What to work on:
Everything in the records should be repeated exactly.

-------- Provided records --------

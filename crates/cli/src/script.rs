use anyhow::{Context, Result};
use serde::Deserialize;
use std::path::Path;
use timeline::{GestureKind, PlacementId, TimelineEngine, TrackFlags};
use tracing::{debug, warn};

/// One recorded host interaction. Placements are addressed by upstream clip id
/// and tracks by name so scripts stay valid across runs.
#[derive(Debug, Clone, Deserialize, PartialEq)]
#[serde(tag = "event", rename_all = "snake_case")]
pub enum HostEvent {
    BeginGesture {
        clip: String,
        kind: GestureKind,
        x: f64,
    },
    UpdateGesture {
        x: f64,
    },
    EndGesture,
    SetZoom {
        zoom: f64,
    },
    FitToView {
        width: f64,
    },
    SetPlayhead {
        time: f64,
    },
    /// Click or drag on the ruler, ending at `x`.
    Scrub {
        x: f64,
    },
    TogglePlay,
    Tick {
        #[serde(default = "default_ticks")]
        count: u32,
    },
    SkipBack,
    SkipForward,
    RemovePlacement {
        clip: String,
    },
    SetTrackFlags {
        track: String,
        #[serde(default)]
        muted: bool,
        #[serde(default)]
        solo: bool,
        #[serde(default)]
        locked: bool,
    },
    Undo,
    Redo,
}

fn default_ticks() -> u32 {
    1
}

pub fn load_script(path: &Path) -> Result<Vec<HostEvent>> {
    let text = std::fs::read_to_string(path)
        .with_context(|| format!("reading script {}", path.display()))?;
    serde_json::from_str(&text).with_context(|| format!("parsing script {}", path.display()))
}

#[derive(Debug, Default, Clone, Copy, PartialEq, Eq)]
pub struct ReplayReport {
    pub applied: usize,
    pub rejected: usize,
}

/// Feed `events` through the engine in order. Events the engine ignores are
/// counted and logged, never fatal.
pub fn replay(engine: &mut TimelineEngine, events: &[HostEvent]) -> ReplayReport {
    let mut report = ReplayReport::default();
    for (index, event) in events.iter().enumerate() {
        match apply_event(engine, event) {
            Ok(()) => {
                debug!("event {} applied: {:?}", index, event);
                report.applied += 1;
            }
            Err(reason) => {
                warn!("event {} rejected ({}): {:?}", index, reason, event);
                report.rejected += 1;
            }
        }
    }
    report
}

fn apply_event(engine: &mut TimelineEngine, event: &HostEvent) -> Result<(), String> {
    match event {
        HostEvent::BeginGesture { clip, kind, x } => {
            let id = placement_for(engine, clip)?;
            if !engine.begin_gesture(id, *kind, *x) {
                return Err("gesture not started".to_string());
            }
        }
        HostEvent::UpdateGesture { x } => {
            if engine.drag_session().is_none() {
                return Err("no active gesture".to_string());
            }
            if engine.update_gesture(*x).is_none() {
                return Err("position would overlap a neighbor".to_string());
            }
        }
        HostEvent::EndGesture => {
            engine
                .end_gesture()
                .ok_or_else(|| "no active gesture".to_string())?;
        }
        HostEvent::SetZoom { zoom } => {
            engine.set_zoom(*zoom);
        }
        HostEvent::FitToView { width } => {
            engine.fit_to_view(*width);
        }
        HostEvent::SetPlayhead { time } => {
            engine.set_playhead(*time);
        }
        HostEvent::Scrub { x } => {
            engine.begin_scrub(*x);
            if !engine.is_scrubbing() {
                return Err("scrub ignored during a gesture".to_string());
            }
            engine.end_scrub();
        }
        HostEvent::TogglePlay => {
            engine.toggle_play();
        }
        HostEvent::Tick { count } => {
            for _ in 0..*count {
                engine.tick();
            }
        }
        HostEvent::SkipBack => {
            engine.skip_back();
        }
        HostEvent::SkipForward => {
            engine.skip_forward();
        }
        HostEvent::RemovePlacement { clip } => {
            let id = placement_for(engine, clip)?;
            engine.remove_placement(id);
        }
        HostEvent::SetTrackFlags {
            track,
            muted,
            solo,
            locked,
        } => {
            let track_id = engine
                .track_by_name(track)
                .ok_or_else(|| format!("unknown track {track:?}"))?
                .id;
            let flags = TrackFlags {
                muted: *muted,
                solo: *solo,
                locked: *locked,
            };
            if !engine.set_track_flags(track_id, flags) {
                return Err("track flags not applied".to_string());
            }
        }
        HostEvent::Undo => engine.undo().map_err(|e| e.to_string())?,
        HostEvent::Redo => engine.redo().map_err(|e| e.to_string())?,
    }
    Ok(())
}

fn placement_for(engine: &TimelineEngine, clip: &str) -> Result<PlacementId, String> {
    engine
        .placement_by_clip(clip)
        .map(|p| p.id)
        .ok_or_else(|| format!("unknown clip {clip:?}"))
}

#[cfg(test)]
mod tests {
    use super::*;
    use timeline::{MatchedClip, TimeRange};

    fn engine() -> TimelineEngine {
        let mut engine = TimelineEngine::default();
        let clips: Vec<MatchedClip> = [("a", 5.0), ("b", 5.0)]
            .iter()
            .map(|(id, duration)| MatchedClip {
                clip_id: id.to_string(),
                name: id.to_string(),
                duration: *duration,
                thumbnail: None,
                transition: None,
            })
            .collect();
        engine.seed(&clips);
        engine
    }

    fn parse(json: &str) -> Vec<HostEvent> {
        serde_json::from_str(json).unwrap()
    }

    #[test]
    fn parses_tagged_events() {
        let events = parse(
            r#"[
                { "event": "begin_gesture", "clip": "a", "kind": "resize_end", "x": 100 },
                { "event": "tick" },
                { "event": "set_track_flags", "track": "Video 1", "locked": true }
            ]"#,
        );
        assert_eq!(
            events[0],
            HostEvent::BeginGesture {
                clip: "a".to_string(),
                kind: GestureKind::ResizeEnd,
                x: 100.0
            }
        );
        assert_eq!(events[1], HostEvent::Tick { count: 1 });
    }

    #[test]
    fn replays_a_drag() {
        let mut engine = engine();
        let events = parse(
            r#"[
                { "event": "set_zoom", "zoom": 20 },
                { "event": "begin_gesture", "clip": "b", "kind": "move", "x": 100 },
                { "event": "update_gesture", "x": 200 },
                { "event": "end_gesture" }
            ]"#,
        );
        let report = replay(&mut engine, &events);
        assert_eq!(report, ReplayReport { applied: 4, rejected: 0 });
        assert_eq!(
            engine.placement_by_clip("b").unwrap().range,
            TimeRange::new(10.0, 5.0)
        );
    }

    #[test]
    fn locked_track_rejects_gesture_events() {
        let mut engine = engine();
        let events = parse(
            r#"[
                { "event": "set_track_flags", "track": "Video 1", "locked": true },
                { "event": "begin_gesture", "clip": "a", "kind": "move", "x": 0 },
                { "event": "update_gesture", "x": 300 },
                { "event": "end_gesture" },
                { "event": "remove_placement", "clip": "missing" }
            ]"#,
        );
        let report = replay(&mut engine, &events);
        assert_eq!(report, ReplayReport { applied: 1, rejected: 4 });
        assert_eq!(engine.placement_by_clip("a").unwrap().start(), 0.0);
    }
}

--------

Completed exercise:
filename crates/cli/src/script.rs
use anyhow::{Context, Result};
use serde::Deserialize;
use std::path::Path;
use timeline::{GestureKind, PlacementId, TimelineEngine, TrackFlags};
use tracing::{debug, warn};

/// One recorded host interaction. Placements are addressed by upstream clip id
/// and tracks by name so scripts stay valid across runs.
#[derive(Debug, Clone, Deserialize, PartialEq)]
#[serde(tag = "event", rename_all = "snake_case")]
pub enum HostEvent {
    BeginGesture {
        clip: String,
        kind: GestureKind,
        x: f64,
    },
    UpdateGesture {
        x: f64,
    },
    EndGesture,
    SetZoom {
        zoom: f64,
    },
    FitToView {
        width: f64,
    },
    SetPlayhead {
        time: f64,
    },
    /// Click or drag on the ruler, ending at `x`.
    Scrub {
        x: f64,
    },
    TogglePlay,
    Tick {
        #[serde(default = "default_ticks")]
        count: u32,
    },
    SkipBack,
    SkipForward,
    RemovePlacement {
        clip: String,
    },
    SetTrackFlags {
        track: String,
        #[serde(default)]
        muted: bool,
        #[serde(default)]
        solo: bool,
        #[serde(default)]
        locked: bool,
    },
    Undo,
    Redo,
}

fn default_ticks() -> u32 {
    1
}

pub fn load_script(path: &Path) -> Result<Vec<HostEvent>> {
    let text = std::fs::read_to_string(path)
        .with_context(|| format!("reading script {}", path.display()))?;
    serde_json::from_str(&text).with_context(|| format!("parsing script {}", path.display()))
}

#[derive(Debug, Default, Clone, Copy, PartialEq, Eq)]
pub struct ReplayReport {
    pub applied: usize,
    pub rejected: usize,
}

/// Feed `events` through the engine in order. Events the engine ignores are
/// counted and logged, never fatal.
pub fn replay(engine: &mut TimelineEngine, events: &[HostEvent]) -> ReplayReport {
    let mut report = ReplayReport::default();
    for (index, event) in events.iter().enumerate() {
        match apply_event(engine, event) {
            Ok(()) => {
                debug!("event {} applied: {:?}", index, event);
                report.applied += 1;
            }
            Err(reason) => {
                warn!("event {} rejected ({}): {:?}", index, reason, event);
                report.rejected += 1;
            }
        }
    }
    report
}

fn apply_event(engine: &mut TimelineEngine, event: &HostEvent) -> Result<(), String> {
    match event {
        HostEvent::BeginGesture { clip, kind, x } => {
            let id = placement_for(engine, clip)?;
            if !engine.begin_gesture(id, *kind, *x) {
                return Err("gesture not started".to_string());
            }
        }
        HostEvent::UpdateGesture { x } => {
            if engine.drag_session().is_none() {
                return Err("no active gesture".to_string());
            }
            if engine.update_gesture(*x).is_none() {
                return Err("position would overlap a neighbor".to_string());
            }
        }
        HostEvent::EndGesture => {
            engine
                .end_gesture()
                .ok_or_else(|| "no active gesture".to_string())?;
        }
        HostEvent::SetZoom { zoom } => {
            engine.set_zoom(*zoom);
        }
        HostEvent::FitToView { width } => {
            engine.fit_to_view(*width);
        }
        HostEvent::SetPlayhead { time } => {
            engine.set_playhead(*time);
        }
        HostEvent::Scrub { x } => {
            engine.begin_scrub(*x);
            if !engine.is_scrubbing() {
                return Err("scrub ignored during a gesture".to_string());
            }
            engine.end_scrub();
        }
        HostEvent::TogglePlay => {
            engine.toggle_play();
        }
        HostEvent::Tick { count } => {
            for _ in 0..*count {
                engine.tick();
            }
        }
        HostEvent::SkipBack => {
            engine.skip_back();
        }
        HostEvent::SkipForward => {
            engine.skip_forward();
        }
        HostEvent::RemovePlacement { clip } => {
            let id = placement_for(engine, clip)?;
            engine.remove_placement(id);
        }
        HostEvent::SetTrackFlags {
            track,
            muted,
            solo,
            locked,
        } => {
            let track_id = engine
                .track_by_name(track)
                .ok_or_else(|| format!("unknown track {track:?}"))?
                .id;
            let flags = TrackFlags {
                muted: *muted,
                solo: *solo,
                locked: *locked,
            };
            if !engine.set_track_flags(track_id, flags) {
                return Err("track flags not applied".to_string());
            }
        }
        HostEvent::Undo => engine.undo().map_err(|e| e.to_string())?,
        HostEvent::Redo => engine.redo().map_err(|e| e.to_string())?,
    }
    Ok(())
}

fn placement_for(engine: &TimelineEngine, clip: &str) -> Result<PlacementId, String> {
    engine
        .placement_by_clip(clip)
        .map(|p| p.id)
        .ok_or_else(|| format!("unknown clip {clip:?}"))
}

#[cfg(test)]
mod tests {
    use super::*;
    use timeline::{MatchedClip, TimeRange};

    fn engine() -> TimelineEngine {
        let mut engine = TimelineEngine::default();
        let clips: Vec<MatchedClip> = [("a", 5.0), ("b", 5.0)]
            .iter()
            .map(|(id, duration)| MatchedClip {
                clip_id: id.to_string(),
                name: id.to_string(),
                duration: *duration,
                thumbnail: None,
                transition: None,
            })
            .collect();
        engine.seed(&clips);
        engine
    }

    fn parse(json: &str) -> Vec<HostEvent> {
        serde_json::from_str(json).unwrap()
    }

    #[test]
    fn parses_tagged_events() {
        let events = parse(
            r#"[
                { "event": "begin_gesture", "clip": "a", "kind": "resize_end", "x": 100 },
                { "event": "tick" },
                { "event": "set_track_flags", "track": "Video 1", "locked": true }
            ]"#,
        );
        assert_eq!(
            events[0],
            HostEvent::BeginGesture {
                clip: "a".to_string(),
                kind: GestureKind::ResizeEnd,
                x: 100.0
            }
        );
        assert_eq!(events[1], HostEvent::Tick { count: 1 });
    }

    #[test]
    fn replays_a_drag() {
        let mut engine = engine();
        let events = parse(
            r#"[
                { "event": "set_zoom", "zoom": 20 },
                { "event": "begin_gesture", "clip": "b", "kind": "move", "x": 100 },
                { "event": "update_gesture", "x": 200 },
                { "event": "end_gesture" }
            ]"#,
        );
        let report = replay(&mut engine, &events);
        assert_eq!(report, ReplayReport { applied: 4, rejected: 0 });
        assert_eq!(
            engine.placement_by_clip("b").unwrap().range,
            TimeRange::new(10.0, 5.0)
        );
    }

    #[test]
    fn locked_track_rejects_gesture_events() {
        let mut engine = engine();
        let events = parse(
            r#"[
                { "event": "set_track_flags", "track": "Video 1", "locked": true },
                { "event": "begin_gesture", "clip": "a", "kind": "move", "x": 0 },
                { "event": "update_gesture", "x": 300 },
                { "event": "end_gesture" },
                { "event": "remove_placement", "clip": "missing" }
            ]"#,
        );
        let report = replay(&mut engine, &events);
        assert_eq!(report, ReplayReport { applied: 1, rejected: 4 });
        assert_eq!(engine.placement_by_clip("a").unwrap().start(), 0.0);
    }
}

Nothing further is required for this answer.